起き上がろうとして、途端に肩から足首にかけてぐっと地面に引っ張られるような重みを感じた。どうにか上半身だけ起こすと、全身にぐっしょりと汗をかいていた。
体を半分横たえたまま、僕はぐるりと視線を走らせた。
空が青い。遥か上空を何かの鳥がツイーッと飛んでいく。
隣では制服の女子生徒が一人、困ったような様子で立っている。
ここは……そうだ、高校の中庭だ。
放課後。中庭のベンチで、僕は眠りこけてしまっていたのだ。
周囲を確認した後、僕は頭の奥に軽い痛痒を覚えて、片手でこめかみを押さえる。
「うーん、悪夢だった……」
ひどい夢を見ていた……ような気がする。
悪夢だったことは間違いない。しかし、非現実な内容だったはずなのに奇妙なリアルさがあった感覚も残っている。何度も誰かに呼ばれていたような――いや、あれは現実にあったことだったか? どこまでが夢でどこまでが現実だ?
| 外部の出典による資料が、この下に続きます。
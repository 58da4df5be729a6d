use std::sync::Arc;
use bytes::Bytes;
use log::{debug, error};

use crate::app_config::ProviderSettings;
use crate::errors::ProviderError;
use crate::providers::bierdopje::dto::ResponseDocument;
use crate::providers::transport::{HttpTransport, ReqwestTransport};

/// How the client obtains its connection context when opened
#[derive(Debug, Clone)]
enum Connector {
    /// Build a fresh `reqwest` client from the settings
    Reqwest,
    /// Reuse a caller-supplied transport
    Shared(Arc<dyn HttpTransport>),
}

/// BierDopje API client
///
/// Holds one reusable connection context between `open` and `close`.
#[derive(Debug)]
pub struct ApiClient {
    /// Endpoint, key, timeout and User-Agent
    settings: ProviderSettings,
    /// Source of the connection context
    connector: Connector,
    /// Connection context, present while open
    session: Option<Arc<dyn HttpTransport>>,
}

impl ApiClient {
    /// Create a client that opens a `reqwest` connection pool
    pub fn new(settings: ProviderSettings) -> Self {
        Self {
            settings,
            connector: Connector::Reqwest,
            session: None,
        }
    }

    /// Create a client that opens onto an existing transport
    pub fn with_transport(settings: ProviderSettings, transport: Arc<dyn HttpTransport>) -> Self {
        Self {
            settings,
            connector: Connector::Shared(transport),
            session: None,
        }
    }

    /// Settings in use
    pub fn settings(&self) -> &ProviderSettings {
        &self.settings
    }

    /// Acquire the connection context; opening twice is a no-op
    pub fn open(&mut self) -> Result<(), ProviderError> {
        if self.session.is_some() {
            return Ok(());
        }

        let transport: Arc<dyn HttpTransport> = match &self.connector {
            Connector::Reqwest => Arc::new(ReqwestTransport::new(
                &self.settings.user_agent,
                self.settings.timeout(),
            )?),
            Connector::Shared(transport) => Arc::clone(transport),
        };
        self.session = Some(transport);
        debug!("Opened connection context for {}", self.settings.base_url);
        Ok(())
    }

    /// Release the connection context
    pub fn close(&mut self) {
        if self.session.take().is_some() {
            debug!("Closed connection context for {}", self.settings.base_url);
        }
    }

    /// Whether the connection context is held
    pub fn is_open(&self) -> bool {
        self.session.is_some()
    }

    fn session(&self) -> Result<&Arc<dyn HttpTransport>, ProviderError> {
        self.session.as_ref().ok_or(ProviderError::NotInitialized)
    }

    /// Full URL of an API call
    pub fn url_for(&self, path_template: &str, params: &[(&str, String)]) -> String {
        format!("{}/{}", self.settings.api_root(), expand_path(path_template, params))
    }

    /// Make a GET request on `path_template` formatted with `params`
    ///
    /// # Arguments
    /// * `path_template` - API part of the URL, without the leading slash, with `{name}` placeholders
    /// * `params` - Values for the placeholders; they are percent-encoded
    ///
    /// # Returns
    /// * `Result<ResponseDocument, ProviderError>` - The parsed document, or an error when the
    ///   status is not 200, the body is not a document, or the document embeds an error message
    pub async fn get(&self, path_template: &str, params: &[(&str, String)]) -> Result<ResponseDocument, ProviderError> {
        let session = self.session()?;
        let path = expand_path(path_template, params);
        let url = format!("{}/{}", self.settings.api_root(), path);

        debug!("GET {}", path);
        let body = session.get(&url).await?.into_success_body()?;
        let document = ResponseDocument::parse(&body)?;

        if let Some(message) = document.error_message() {
            error!("BierDopje API error for {}: {}", path, message);
            return Err(ProviderError::ServiceError(message.to_string()));
        }

        Ok(document)
    }

    /// Download the raw bytes behind `url`
    pub async fn download_raw(&self, url: &str) -> Result<Bytes, ProviderError> {
        let session = self.session()?;
        debug!("Downloading {}", url);
        session.get(url).await?.into_success_body()
    }
}

/// Substitute `{name}` placeholders with percent-encoded values
pub fn expand_path(path_template: &str, params: &[(&str, String)]) -> String {
    params.iter().fold(path_template.to_string(), |path, (name, value)| {
        path.replace(&format!("{{{}}}", name), &urlencoding::encode(value))
    })
}
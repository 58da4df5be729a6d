/*!
 * Recovery of text from bytes in an unknown encoding.
 *
 * Subtitle files are uploaded by users in whatever code page their editor
 * used. The encoding is detected from the bytes themselves and decoding
 * substitutes U+FFFD for anything that cannot be mapped, so it never fails.
 */

use chardetng::EncodingDetector;
use encoding_rs::Encoding;
use log::debug;

/// Guess the encoding of `bytes`
pub fn detect_encoding(bytes: &[u8]) -> &'static Encoding {
    if let Some((encoding, _)) = Encoding::for_bom(bytes) {
        return encoding;
    }

    let mut detector = EncodingDetector::new();
    detector.feed(bytes, true);
    detector.guess(None, true)
}

/// Decode `bytes` with their detected encoding, replacing malformed sequences
pub fn decode_best_effort(bytes: &[u8]) -> String {
    let encoding = detect_encoding(bytes);
    let (text, used, had_errors) = encoding.decode(bytes);
    debug!(
        "Decoded {} bytes as {}{}",
        bytes.len(),
        used.name(),
        if had_errors { " with replacements" } else { "" }
    );
    text.into_owned()
}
そんなことを痛む頭で考えている間にも、夢の景色はどんどんぼやけていく。直前まで覚えていたビジョンがみるみるうちにどこかへ霧散していくのを、僕はもはや止めることができなかった。
「悪夢? 何のことですか?」
「いや、何でもない。こっちの話だ」
訝しげに僕を見る彼女は、同じ高校の一年の女子――僕の後輩だ。
短い髪に短いスカート。少し甲高くて舌足らず気味の、いわゆるアニメ声が寝起きの頭に響く。